Seven Acts for Mercy, Pio Monte della Misericordia

The permanent exhibition of works by internationally renowned artists: Charles Skapin, Mimmo Jodice, Clifford Ross, Flavio Colusso, Sandro Chia, Carlos Araujo, Marisa Albanese, Salvino Josè de Campos, Joseph Kosuth, Jannis Kounellis, Mimmo Paladino, Giulia Piscitelli, Franz West, Gilberto Zorio, Lorenzo Scotto di Luzio, Francesco Clemente, Douglas Gordon, Grazia Toderi, Maria Thereza Alves, Mariangela Levita, Nasan Tur, Antonio Biasucci, Roberto Caracciolo, Piero Golia, Rachel Howard, Anish Kapoor, Henrietta Labouchere, Olaf Nicolai , David Batchelor, Domenico Bianchi, Ileana Florescu, Candida Höfer, Nunzio, Michal Rovner and Paul Thorel.

In recent years, the Section of Contemporary Art has been established, with works by artists who reinterpret the theme of Mercy using the most diverse techniques. Opening up to the most recent expressive languages, Pio Monte della Misericordia promotes scholarships for young talents from the Academy of Fine Arts, whose works alongside those of internationally renowned artists who create a work exhibited and then donated to Pio Monte, enriching the Section of Contemporary Art, within the project “Seven Works for Mercy”.

To date, the Section presents over 40 works by important contemporary artists, including Anish Kapoor, Mimmo Jodice, Mimmo Paladino, Joseph Kosuth, Jannis Kounellis, Giberto Zorio, Francesco Clemente, Gordon Douglas , and as many of young Neapolitan artists projected to success.

Highlights

The fourth Opera di Misericordia, 2013
by Mimmo Paladino

Mimmo Paladino (Benevento, 1948) intertwines his activity as an artist, painter and sculptor also with theatrical settings and is part of the Transavanguardia movement, an artistic movement that, opposing years of abstract art, proposes a return to figures and work as fruit of a manual activity.

The panel, treated with different materials, opens to the eyes of the observer full of impulses and stimuli: the dove of the Holy Spirit triumphs in the center of the composition as in the domes of Catholic churches, while all around figures with childish and primitive features recall icons and human silhouettes, images of passages and paths; the composition refers to the fourth work of mercy “hosting the pilgrims”, as it is also indicated by the presence, on the side of the panel, of a stick, an inevitable object of the traveler.

The pity, 2011
by Mimmo Jodice

Mimmo Jodice (Naples, 1934) since the 1960s has dedicated himself to avant-garde photography, using different materials and interpreting photography not only as a descriptive medium, but as a creative tool. Over the years he has created works increasingly distant from reality, approaching the poetics of conceptualism. Another field of interest of Jodice is the analysis of its territory, southern Italy, and the study of the most popular forms of religiosity.

The work here presents a detail of Michelangelo ‘s Pietà , a sculptural group preserved in the Basilica of San Pietro in Rome. The chiaroscuro black and white is preferred, which frames and highlights the faces of the Madonna and Christ, who emerge from the dark and compact matter acquiring a different corporeality and a new drama.

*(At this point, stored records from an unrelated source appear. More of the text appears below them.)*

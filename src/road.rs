use crate::lane::MeasurementPoint;
use crate::{LaneId, LaneSet, RoadId, SectionId};

/// An ordered set of parallel lanes sharing an s-interval on a road.
#[derive(Clone, Debug)]
pub struct Section {
    /// The section ID.
    id: SectionId,
    /// The arc-length at which the section starts on its road, in m.
    s_offset: f64,
    /// The road this section belongs to.
    road: RoadId,
    /// The lanes of the section, ordered from left to right.
    lanes: Vec<LaneId>,
    /// The sections preceding this one.
    previous: Vec<SectionId>,
    /// The sections following this one.
    next: Vec<SectionId>,
}

impl Section {
    /// Creates a new section.
    pub(crate) fn new(id: SectionId, road: RoadId, s_offset: f64) -> Self {
        Self {
            id,
            s_offset,
            road,
            lanes: vec![],
            previous: vec![],
            next: vec![],
        }
    }

    /// Gets the section's ID.
    pub fn id(&self) -> SectionId {
        self.id
    }

    /// Gets the road this section belongs to.
    pub fn road(&self) -> RoadId {
        self.road
    }

    /// The arc-length at which the section starts on its road, in m.
    pub fn s_offset(&self) -> f64 {
        self.s_offset
    }

    /// Gets the lanes of the section, ordered from left to right.
    pub fn lanes(&self) -> &[LaneId] {
        &self.lanes
    }

    /// Gets the sections preceding this one.
    pub fn previous_sections(&self) -> &[SectionId] {
        &self.previous
    }

    /// Gets the sections following this one.
    pub fn next_sections(&self) -> &[SectionId] {
        &self.next
    }

    pub(crate) fn add_lane(&mut self, lane: LaneId) {
        self.lanes.push(lane);
    }

    pub(crate) fn add_previous(&mut self, section: SectionId) {
        self.previous.push(section);
    }

    pub(crate) fn add_next(&mut self, section: SectionId) {
        self.next.push(section);
    }

    /// The length of the section: the average of its lanes' individual
    /// lengths. Lanes of one section may differ slightly in length; the
    /// average is the value downstream range queries are calibrated against.
    pub fn length(&self, lanes: &LaneSet) -> f64 {
        if self.lanes.is_empty() {
            return 0.0;
        }
        let sum: f64 = self.lanes.iter().map(|id| lanes[*id].length()).sum();
        sum / self.lanes.len() as f64
    }

    /// The arc-length at which the section starts or ends on its road.
    pub fn distance(&self, point: MeasurementPoint, lanes: &LaneSet) -> f64 {
        match point {
            MeasurementPoint::RoadStart => self.s_offset,
            MeasurementPoint::RoadEnd => self.s_offset + self.length(lanes),
        }
    }

    /// Determines whether the section covers the given arc-length.
    ///
    /// The upper bound is inclusive only for the road's last section.
    pub fn covers(&self, distance: f64, lanes: &LaneSet) -> bool {
        if self.distance(MeasurementPoint::RoadStart, lanes) > distance {
            return false;
        }
        let end = self.distance(MeasurementPoint::RoadEnd, lanes);
        if self.next.is_empty() {
            distance <= end
        } else {
            distance < end
        }
    }

    /// Determines whether the section overlaps the interval
    /// `[start_distance, end_distance]`.
    ///
    /// Interior section seams are exclusive on the shared boundary while the
    /// road's outermost bounds are inclusive, so an object straddling a seam
    /// is counted by exactly one of the adjoining sections' outer neighbours.
    pub fn covers_interval(&self, start_distance: f64, end_distance: f64, lanes: &LaneSet) -> bool {
        let section_start = self.distance(MeasurementPoint::RoadStart, lanes);
        let section_end = self.distance(MeasurementPoint::RoadEnd, lanes);

        let starts_before_section_end = if self.next.is_empty() {
            start_distance <= section_end
        } else {
            start_distance < section_end
        };
        let ends_after_section_start = if self.previous.is_empty() {
            end_distance >= section_start
        } else {
            end_distance > section_start
        };

        starts_before_section_end && ends_after_section_start
    }
}

/// The attributes of a road.
#[derive(Clone, Debug)]
pub struct RoadAttributes {
    /// The OpenDRIVE road id.
    pub od_id: String,
    /// Whether the road runs in the stream direction of its road network.
    pub in_stream_direction: bool,
}

/// An ordered set of sections forming one road of the network.
#[derive(Clone, Debug)]
pub struct Road {
    /// The road ID.
    id: RoadId,
    /// The OpenDRIVE road id.
    od_id: String,
    /// Whether the road runs in the stream direction of its road network.
    in_stream_direction: bool,
    /// The sections of the road in arc-length order.
    sections: Vec<SectionId>,
    /// The OpenDRIVE id of the predecessor road, if any.
    predecessor: Option<String>,
    /// The OpenDRIVE id of the successor road, if any.
    successor: Option<String>,
}

impl Road {
    /// Creates a new road.
    pub(crate) fn new(id: RoadId, attribs: &RoadAttributes) -> Self {
        Self {
            id,
            od_id: attribs.od_id.clone(),
            in_stream_direction: attribs.in_stream_direction,
            sections: vec![],
            predecessor: None,
            successor: None,
        }
    }

    /// Gets the road's ID.
    pub fn id(&self) -> RoadId {
        self.id
    }

    /// Gets the OpenDRIVE road id.
    pub fn od_id(&self) -> &str {
        &self.od_id
    }

    /// Whether the road runs in the stream direction of its road network.
    pub fn is_in_stream_direction(&self) -> bool {
        self.in_stream_direction
    }

    /// Gets the sections of the road in arc-length order.
    pub fn sections(&self) -> &[SectionId] {
        &self.sections
    }

    /// Gets the OpenDRIVE id of the predecessor road, if any.
    pub fn predecessor(&self) -> Option<&str> {
        self.predecessor.as_deref()
    }

    /// Gets the OpenDRIVE id of the successor road, if any.
    pub fn successor(&self) -> Option<&str> {
        self.successor.as_deref()
    }

    pub(crate) fn add_section(&mut self, section: SectionId) {
        self.sections.push(section);
    }

    pub(crate) fn set_predecessor(&mut self, road: String) {
        self.predecessor = Some(road);
    }

    pub(crate) fn set_successor(&mut self, road: String) {
        self.successor = Some(road);
    }

    /// The global length of the road: the sum of its section lengths.
    pub fn length(&self, sections: &crate::SectionSet, lanes: &LaneSet) -> f64 {
        self.sections
            .iter()
            .map(|id| sections[*id].length(lanes))
            .sum()
    }
}

#[cfg(test)]
mod test {
    use super::*;
    use crate::lane::{JointPoints, LaneAttributes, LaneType};
    use crate::math::Point2d;
    use crate::{Lane, LaneSet, SectionSet};
    use assert_approx_eq::assert_approx_eq;
    use slotmap::Key;

    fn lane_with_length(lanes: &mut LaneSet, start: f64, end: f64, width: f64) -> crate::LaneId {
        lanes.insert_with_key(|id| {
            let mut lane = Lane::new(
                id,
                SectionId::null(),
                &LaneAttributes {
                    od_id: -1,
                    lane_type: LaneType::Driving,
                },
            );
            for s in [start, end] {
                lane.add_geometry_joint(
                    JointPoints {
                        left: Point2d::new(s, width / 2.0),
                        reference: Point2d::new(s, 0.0),
                        right: Point2d::new(s, -width / 2.0),
                    },
                    s,
                    0.0,
                    0.0,
                );
            }
            lane
        })
    }

    #[test]
    fn section_length_is_the_average_of_its_lanes() {
        let mut lanes = LaneSet::default();
        let a = lane_with_length(&mut lanes, 0.0, 100.0, 4.0);
        let b = lane_with_length(&mut lanes, 0.0, 90.0, 4.0);

        let mut section = Section::new(SectionId::null(), crate::RoadId::null(), 0.0);
        assert_approx_eq!(section.length(&lanes), 0.0);
        section.add_lane(a);
        section.add_lane(b);
        assert_approx_eq!(section.length(&lanes), 95.0);
    }

    #[test]
    fn covers_interval_respects_seam_semantics() {
        let mut lanes = LaneSet::default();
        let a = lane_with_length(&mut lanes, 0.0, 100.0, 4.0);

        let mut first = Section::new(SectionId::null(), crate::RoadId::null(), 0.0);
        first.add_lane(a);

        // sole section of its road: outer bounds are inclusive
        assert!(first.covers(0.0, &lanes));
        assert!(first.covers(100.0, &lanes));
        assert!(!first.covers(100.1, &lanes));
        assert!(first.covers_interval(-10.0, 0.0, &lanes));
        assert!(first.covers_interval(100.0, 110.0, &lanes));
        assert!(first.covers_interval(20.0, 60.0, &lanes));
        assert!(!first.covers_interval(100.1, 110.0, &lanes));

        // interior section: the seam belongs to the neighbour
        first.add_next(SectionId::null());
        first.add_previous(SectionId::null());
        assert!(!first.covers_interval(100.0, 110.0, &lanes));
        assert!(!first.covers_interval(-10.0, 0.0, &lanes));
        assert!(first.covers_interval(99.9, 110.0, &lanes));
    }

    #[test]
    fn road_length_sums_its_sections() {
        let mut lanes = LaneSet::default();
        let mut sections = SectionSet::default();
        let mut road = Road::new(
            crate::RoadId::null(),
            &RoadAttributes {
                od_id: "road".into(),
                in_stream_direction: true,
            },
        );

        for (start, end) in [(0.0, 40.0), (40.0, 100.0)] {
            let lane = lane_with_length(&mut lanes, start, end, 4.0);
            let section = sections.insert_with_key(|id| {
                let mut section = Section::new(id, road.id(), start);
                section.add_lane(lane);
                section
            });
            road.add_section(section);
        }

        assert_approx_eq!(road.length(&sections, &lanes), 100.0);
    }
}
impl Lane {
    /// Creates a new lane.
    pub(crate) fn new(id: LaneId, section: SectionId, attribs: &LaneAttributes) -> Self {
        Self {
            id,
            od_id: attribs.od_id,
            lane_type: attribs.lane_type,
            section,
            left: None,
            right: None,
            predecessors: vec![],
            successors: vec![],
            left_boundaries: vec![],
            right_boundaries: vec![],
            joints: vec![],
            elements: vec![],
            length: 0.0,
            moving: vec![],
            stationary: vec![],
            objects: vec![],
        }
    }

    /// Gets the lane's ID.
    pub fn id(&self) -> LaneId {
        self.id
    }

    /// Gets the OpenDRIVE lane id.
    pub fn od_id(&self) -> i64 {
        self.od_id
    }

    /// Gets the OpenDRIVE lane type.
    pub fn lane_type(&self) -> LaneType {
        self.lane_type
    }

    /// Gets the section this lane belongs to.
    pub fn section(&self) -> SectionId {
        self.section
    }

    /// Gets the adjacent lane to the left, if any.
    pub fn left_lane(&self) -> Option<LaneId> {
        self.left
    }

    /// Gets the adjacent lane to the right, if any.
    pub fn right_lane(&self) -> Option<LaneId> {
        self.right
    }

    /// Gets the lanes this lane continues from.
    pub fn predecessors(&self) -> &[LaneId] {
        &self.predecessors
    }

    /// Gets the lanes this lane continues into.
    pub fn successors(&self) -> &[LaneId] {
        &self.successors
    }

    /// Gets the ids of the lane boundaries on the left side.
    pub fn left_boundaries(&self) -> &[u64] {
        &self.left_boundaries
    }

    /// Gets the ids of the lane boundaries on the right side.
    pub fn right_boundaries(&self) -> &[u64] {
        &self.right_boundaries
    }

    /// The arc-length covered by the lane geometry in m.
    pub fn length(&self) -> f64 {
        self.length
    }

    /// Gets the geometry cross-sections in arc-length order.
    pub fn joints(&self) -> &[LaneGeometryJoint] {
        &self.joints
    }

    /// Gets the geometry strips in arc-length order.
    pub fn elements(&self) -> &[LaneGeometryElement] {
        &self.elements
    }

    pub(crate) fn set_left_lane(&mut self, lane: LaneId) {
        self.left = Some(lane);
    }

    pub(crate) fn set_right_lane(&mut self, lane: LaneId) {
        self.right = Some(lane);
    }

    pub(crate) fn add_predecessor(&mut self, lane: LaneId) {
        self.predecessors.push(lane);
    }

    pub(crate) fn add_successor(&mut self, lane: LaneId) {
        self.successors.push(lane);
    }

    pub(crate) fn add_left_boundary(&mut self, boundary: u64) {
        self.left_boundaries.push(boundary);
    }

    pub(crate) fn add_right_boundary(&mut self, boundary: u64) {
        self.right_boundaries.push(boundary);
    }

    /// Appends a geometry joint at the given arc-length and constructs the
    /// geometry element spanning from the previous joint.
    ///
    /// Joints must be added in strictly increasing arc-length order; a joint
    /// whose `s_offset` does not exceed the previous one is silently ignored
    /// so that zero-length geometry elements can never be formed.
    pub(crate) fn add_geometry_joint(
        &mut self,
        points: JointPoints,
        s_offset: f64,
        curvature: f64,
        heading: f64,
    ) {
        let joint = LaneGeometryJoint {
            points,
            curvature,
            s_hdg: heading,
            s_offset,
        };

        let previous = match self.joints.last() {
            Some(previous) => previous,
            None => {
                self.joints.push(joint);
                return;
            }
        };

        if previous.s_offset >= s_offset {
            return;
        }

        self.length = s_offset - self.joints[0].s_offset;
        self.elements.push(LaneGeometryElement::new(*previous, joint));
        self.joints.push(joint);
    }

    /// Locates the two joints bracketing the given arc-length: the first
    /// joint beyond `distance` and its immediate predecessor.
    pub(crate) fn neighbouring_joints(
        &self,
        distance: f64,
    ) -> (Option<&LaneGeometryJoint>, Option<&LaneGeometryJoint>) {
        match self.joints.iter().position(|j| j.s_offset > distance) {
            Some(0) => (None, Some(&self.joints[0])),
            Some(idx) => (Some(&self.joints[idx - 1]), Some(&self.joints[idx])),
            // Past the last joint nothing brackets the distance; the last
            // joint itself still answers queries at exactly its offset.
            None => (self.joints.last().filter(|j| distance <= j.s_offset), None),
        }
    }

    /// The lane width at the given arc-length in m, linearly interpolated
    /// between the bracketing joints. Falls back to 0.0 beyond the geometry.
    pub fn width_at(&self, distance: f64) -> f64 {
        let width = |j: &LaneGeometryJoint| (j.points.left - j.points.right).magnitude();
        match self.neighbouring_joints(distance) {
            (None, None) => 0.0,
            (Some(prev), None) => width(prev),
            (None, Some(_)) => 0.0,
            (Some(prev), Some(next)) => {
                let factor = (distance - prev.s_offset) / (next.s_offset - prev.s_offset);
                (1.0 - factor) * width(prev) + factor * width(next)
            }
        }
    }

    /// The lane curvature at the given arc-length in 1/m, linearly
    /// interpolated between the bracketing joints.
    pub fn curvature_at(&self, distance: f64) -> f64 {
        match self.neighbouring_joints(distance) {
            (None, None) => 0.0,
            (Some(prev), None) => prev.curvature,
            (None, Some(_)) => 0.0,
            (Some(prev), Some(next)) => {
                let factor = (distance - prev.s_offset) / (next.s_offset - prev.s_offset);
                (1.0 - factor) * prev.curvature + factor * next.curvature
            }
        }
    }

    /// The lane heading at the given arc-length in rad, linearly
    /// interpolated between the bracketing joints.
    pub fn direction_at(&self, distance: f64) -> f64 {
        match self.neighbouring_joints(distance) {
            (None, None) => 0.0,
            (Some(prev), None) => prev.s_hdg,
            (None, Some(_)) => 0.0,
            (Some(prev), Some(next)) => {
                let factor = (distance - prev.s_offset) / (next.s_offset - prev.s_offset);
                (1.0 - factor) * prev.s_hdg + factor * next.s_hdg
            }
        }
    }

    /// The interpolated boundary points at the given arc-length.
    pub fn interpolated_points_at(&self, distance: f64) -> Option<JointPoints> {
        match self.neighbouring_joints(distance) {
            (None, None) => None,
            (Some(prev), None) => Some(prev.points),
            (None, Some(next)) => Some(next.points),
            (Some(prev), Some(next)) => {
                let factor = (distance - prev.s_offset) / (next.s_offset - prev.s_offset);
                Some(prev.points.lerp(&next.points, factor))
            }
        }
    }

    /// The arc-length at which the lane geometry starts or ends on its road.
    ///
    /// # Panics
    /// Panics if the lane has no geometry elements; such a lane indicates a
    /// corrupt imported network and cannot be queried.
    pub fn distance(&self, point: MeasurementPoint) -> f64 {
        if self.elements.is_empty() {
            panic!(
                "lane {} has no geometry elements; the imported network is malformed",
                self.od_id
            );
        }
        match point {
            MeasurementPoint::RoadStart => self.elements[0].current.s_offset,
            MeasurementPoint::RoadEnd => self.elements[self.elements.len() - 1].next.s_offset,
        }
    }

    /// Determines whether the lane geometry covers the given arc-length.
    ///
    /// The upper bound is inclusive only for a lane without successors, so
    /// that consecutive lanes partition the s-axis without double-counting
    /// their shared seam.
    pub fn covers(&self, distance: f64) -> bool {
        if self.distance(MeasurementPoint::RoadStart) > distance {
            return false;
        }
        let end = self.distance(MeasurementPoint::RoadEnd);
        if self.successors.is_empty() {
            distance <= end
        } else {
            distance < end
        }
    }

    /// Assigns a moving object to this lane for the current tick.
    pub(crate) fn add_moving_object(&mut self, object: ObjectId, overlap: LaneOverlap) {
        Self::insert_by_overlap(&mut self.moving, object, overlap);
        Self::insert_by_overlap(&mut self.objects, object, overlap);
    }

    /// Assigns a stationary object to this lane for the current tick.
    pub(crate) fn add_stationary_object(&mut self, object: ObjectId, overlap: LaneOverlap) {
        Self::insert_by_overlap(&mut self.stationary, object, overlap);
        Self::insert_by_overlap(&mut self.objects, object, overlap);
    }

    /// Inserts an assignment keeping the list ordered by ascending overlap
    /// start; ties keep their insertion order.
    fn insert_by_overlap(
        list: &mut Vec<(ObjectId, LaneOverlap)>,
        object: ObjectId,
        overlap: LaneOverlap,
    ) {
        let idx = list
            .iter()
            .position(|(_, o)| o.s_min > overlap.s_min)
            .unwrap_or(list.len());
        list.insert(idx, (object, overlap));
    }

    /// Removes a single object's assignment from the lane.
    pub(crate) fn remove_object(&mut self, object: ObjectId) {
        self.moving.retain(|(id, _)| *id != object);
        self.stationary.retain(|(id, _)| *id != object);
        self.objects.retain(|(id, _)| *id != object);
    }

    /// Removes all object assignments from the lane.
    pub(crate) fn clear_assignments(&mut self) {
        self.moving.clear();
        self.stationary.clear();
        self.objects.clear();
    }

    /// The moving objects on this lane, ordered by ascending overlap start.
    pub fn moving_objects(&self) -> &[(ObjectId, LaneOverlap)] {
        &self.moving
    }

    /// The stationary objects on this lane, ordered by ascending overlap start.
    pub fn stationary_objects(&self) -> &[(ObjectId, LaneOverlap)] {
        &self.stationary
    }

    /// All objects on this lane, ordered by ascending overlap start.
    pub fn world_objects(&self) -> &[(ObjectId, LaneOverlap)] {
        &self.objects
    }

    /// All objects on this lane in downstream order (ascending overlap start).
    pub fn objects_downstream(&self) -> impl Iterator<Item = ObjectId> + '_ {
        self.objects.iter().map(|(id, _)| *id)
    }

    /// All objects on this lane in upstream order (descending overlap start).
    pub fn objects_upstream(&self) -> impl Iterator<Item = ObjectId> + '_ {
        self.objects.iter().rev().map(|(id, _)| *id)
    }
}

The work fits into the context of Pio Monte both for the religious theme and for the reference to the Caravaggesque Madonna, creating a contact, a comparison between two great masters: Michelangelo and Caravaggio.

Acts of Mercy, 2011
by Anish Kapoor

Anish Kapoor was born in Bombay in 1954. An internationally successful artist, he has lived and worked in London since the 1970s. His art is the result of the meeting of Indian and western British culture and often enhances opposing elements and forces, also belonging to the sensitive world: light and shadow, male and female, material and immaterial, the glossy and the opaque, the smooth and the rough.

The work exhibited here is formed by a block in beeswax modeled by a matrix in steel and wood. Here too we find the themes preferred by the artist: the relationship between good and evil, full and empty, negative and positive, concave and convex. Sculpting, investigating universal macrosystems, deals with the great themes and big questions that have always occupied humanity’s thoughts.

Untitled, 2013
by Jannis Kounellis
Jannis Kounellis, Greek artist, between the 60s and 70s elaborates his own style, characterized by the use of simple and everyday materials: coal, iron, old furniture, terracotta pots or natural elements. His work thus fits into the artistic current called Arte Povera.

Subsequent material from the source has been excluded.